Your objective: Which of the lines below contain the string "derive"? Copy each one.

Data in this exercise:
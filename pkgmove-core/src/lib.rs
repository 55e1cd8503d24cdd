//! Embeddable core library for pkgmove.
//!
//! Provides a clap-free, I/O-abstracted entry point suitable for linking
//! into a build-tool plugin or other host process.
//!
//! # Port traits
//!
//! All I/O is abstracted behind port traits in [`ports`]:
//! - [`DirectiveSource`](ports::DirectiveSource): load directive blocks
//! - [`SourceTree`](ports::SourceTree): list candidate source files
//! - [`WritePort`](ports::WritePort): write output files
//!
//! The [`adapters`] module provides default filesystem-backed implementations.
//!
//! # Entry points
//!
//! - [`run_migrate`](pipeline::run_migrate): plan, preview and optionally apply a migration
//! - [`run_directives`](pipeline::run_directives): build the merged directive map

pub mod adapters;
pub mod pipeline;
pub mod ports;
pub mod settings;

// Re-export so callers don't need pkgmove-domain or pkgmove-edit directly.
pub use pkgmove_domain::{DirectiveBlock, DirectiveMap};
pub use pkgmove_edit::{EditError, EditResult};
use std::net::SocketAddr;
use std::sync::Arc;

use bellhop_core::{config::BellhopConfig, AppointmentId, Clock};
use bellhop_queue::JobQueue;
use clap::{Parser, Subcommand};
use tracing::info;

mod app;
mod http;

/// Appointment reminder scheduler: HTTP hooks, worker pool and operator CLI.
#[derive(Parser)]
#[command(name = "bellhop-gateway", version, about)]
struct Cli {
    /// Config file (default: $BELLHOP_CONFIG, then ~/.bellhop/bellhop.toml)
    #[arg(long, short)]
    config: Option<String>,

    #[command(subcommand)]
    command: Option<Command>,
}

#[derive(Subcommand)]
enum Command {
    /// HTTP API plus the reminder worker pool (default)
    Serve,
    /// Worker pool only
    Worker,
    /// Print queue counters and the next pending reminders as JSON
    Stats {
        #[arg(long, default_value_t = 10)]
        limit: usize,
    },
    /// Schedule reminders for a stored appointment
    Schedule { id: String },
    /// Cancel pending reminders for an appointment
    Cancel { id: String },
    /// Cancel and re-schedule using the stored appointment's current times
    Reschedule { id: String },
    /// Delete fired and discarded jobs last touched before the cutoff
    Purge {
        #[arg(long)]
        older_than_hours: i64,
    },
}

#[tokio::main]
async fn main() -> anyhow::Result<()> {
    tracing_subscriber::fmt()
        .with_env_filter(
            tracing_subscriber::EnvFilter::try_from_default_env().unwrap_or_else(|_| {
                "bellhop_gateway=info,bellhop_reminders=info,bellhop_queue=info,tower_http=debug"
                    .into()
            }),
        )
        .init();

    let cli = Cli::parse();

    // load config: --config > BELLHOP_CONFIG env > ~/.bellhop/bellhop.toml
    let config_path = cli.config.or_else(|| std::env::var("BELLHOP_CONFIG").ok());
    let config = BellhopConfig::load(config_path.as_deref()).unwrap_or_else(|e| {
        tracing::warn!("Config load failed ({}), using defaults", e);
        BellhopConfig::default()
    });

    let db_path = config.database.path.clone();
    ensure_parent_dir(&db_path);
    info!(path = %db_path, "opening SQLite database");

    // WAL lets workers and HTTP handlers on separate connections proceed
    // concurrently; the pragma persists in the file.
    let db = app::open_connection(&db_path)?;
    db.execute_batch("PRAGMA journal_mode=WAL;")?;
    drop(db);

    let state = Arc::new(app::AppState::open(config, &db_path)?);

    match cli.command.unwrap_or(Command::Serve) {
        Command::Serve => serve(state).await?,
        Command::Worker => {
            let (shutdown_tx, shutdown_rx) = tokio::sync::watch::channel(false);
            let pool = tokio::spawn(state.executor()?.run(shutdown_rx));
            tokio::signal::ctrl_c().await?;
            info!("shutdown requested");
            let _ = shutdown_tx.send(true);
            pool.await?;
        }
        Command::Stats { limit } => {
            let stats = state.monitor.stats(limit)?;
            println!("{}", serde_json::to_string_pretty(&stats)?);
        }
        Command::Schedule { id } => {
            let appointment = stored_appointment(&state, &id)?;
            let result = state.scheduler.schedule(&appointment)?;
            println!("{}", serde_json::to_string_pretty(&result)?);
        }
        Command::Cancel { id } => {
            let result = state.canceller.cancel(&AppointmentId(id))?;
            println!("{}", serde_json::to_string_pretty(&result)?);
        }
        Command::Reschedule { id } => {
            let appointment = stored_appointment(&state, &id)?;
            let result = state.rescheduler.reschedule(&appointment)?;
            println!("{}", serde_json::to_string_pretty(&result)?);
        }
        Command::Purge { older_than_hours } => {
            let cutoff = chrono::Duration::try_hours(older_than_hours)
                .and_then(|age| state.clock.now().checked_sub_signed(age))
                .ok_or_else(|| anyhow::anyhow!("--older-than-hours out of range: {older_than_hours}"))?;
            let purged = state.queue.purge_finished(cutoff)?;
            println!("purged {purged} finished reminder jobs");
        }
    }
    Ok(())
}

/// HTTP server and worker pool until Ctrl-C.
async fn serve(state: Arc<app::AppState>) -> anyhow::Result<()> {
    let (shutdown_tx, shutdown_rx) = tokio::sync::watch::channel(false);
    let pool = tokio::spawn(state.executor()?.run(shutdown_rx));

    let addr: SocketAddr =
        format!("{}:{}", state.config.gateway.bind, state.config.gateway.port).parse()?;
    info!("Bellhop gateway listening on {}", addr);

    let router = app::build_router(state);
    let listener = tokio::net::TcpListener::bind(addr).await?;
    axum::serve(listener, router)
        .with_graceful_shutdown(async {
            let _ = tokio::signal::ctrl_c().await;
            info!("shutdown requested");
        })
        .await?;

    // signal the worker pool to stop and wait for in-flight jobs
    let _ = shutdown_tx.send(true);
    pool.await?;
    Ok(())
}

fn stored_appointment(
    state: &app::AppState,
    id: &str,
) -> anyhow::Result<bellhop_core::Appointment> {
    state
        .store
        .load(&AppointmentId::from(id))?
        .ok_or_else(|| bellhop_core::BellhopError::AppointmentNotFound { id: id.to_string() }.into())
}

/// Ensure the parent directory for a file path exists.
fn ensure_parent_dir(path: &str) {
    if let Some(parent) = std::path::Path::new(path).parent() {
        let _ = std::fs::create_dir_all(parent);
    }
}
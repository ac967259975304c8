use thiserror::Error;

/// Errors raised by the queue backend. Callers treat every variant as
/// "backend unavailable" for the operation at hand.
#[derive(Debug, Error)]
pub enum QueueError {
    /// Underlying SQLite / rusqlite error.
    #[error("Database error: {0}")]
    Database(#[from] rusqlite::Error),

    /// A previous holder of the connection panicked.
    #[error("Queue connection lock poisoned")]
    Poisoned,

    /// A stored row could not be decoded.
    #[error("Corrupt job row {job_key}: {reason}")]
    Corrupt { job_key: String, reason: String },
}

pub type Result<T> = std::result::Result<T, QueueError>;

Worked solution:
#[derive(Parser)]
#[derive(Subcommand)]
#[derive(Debug, Error)]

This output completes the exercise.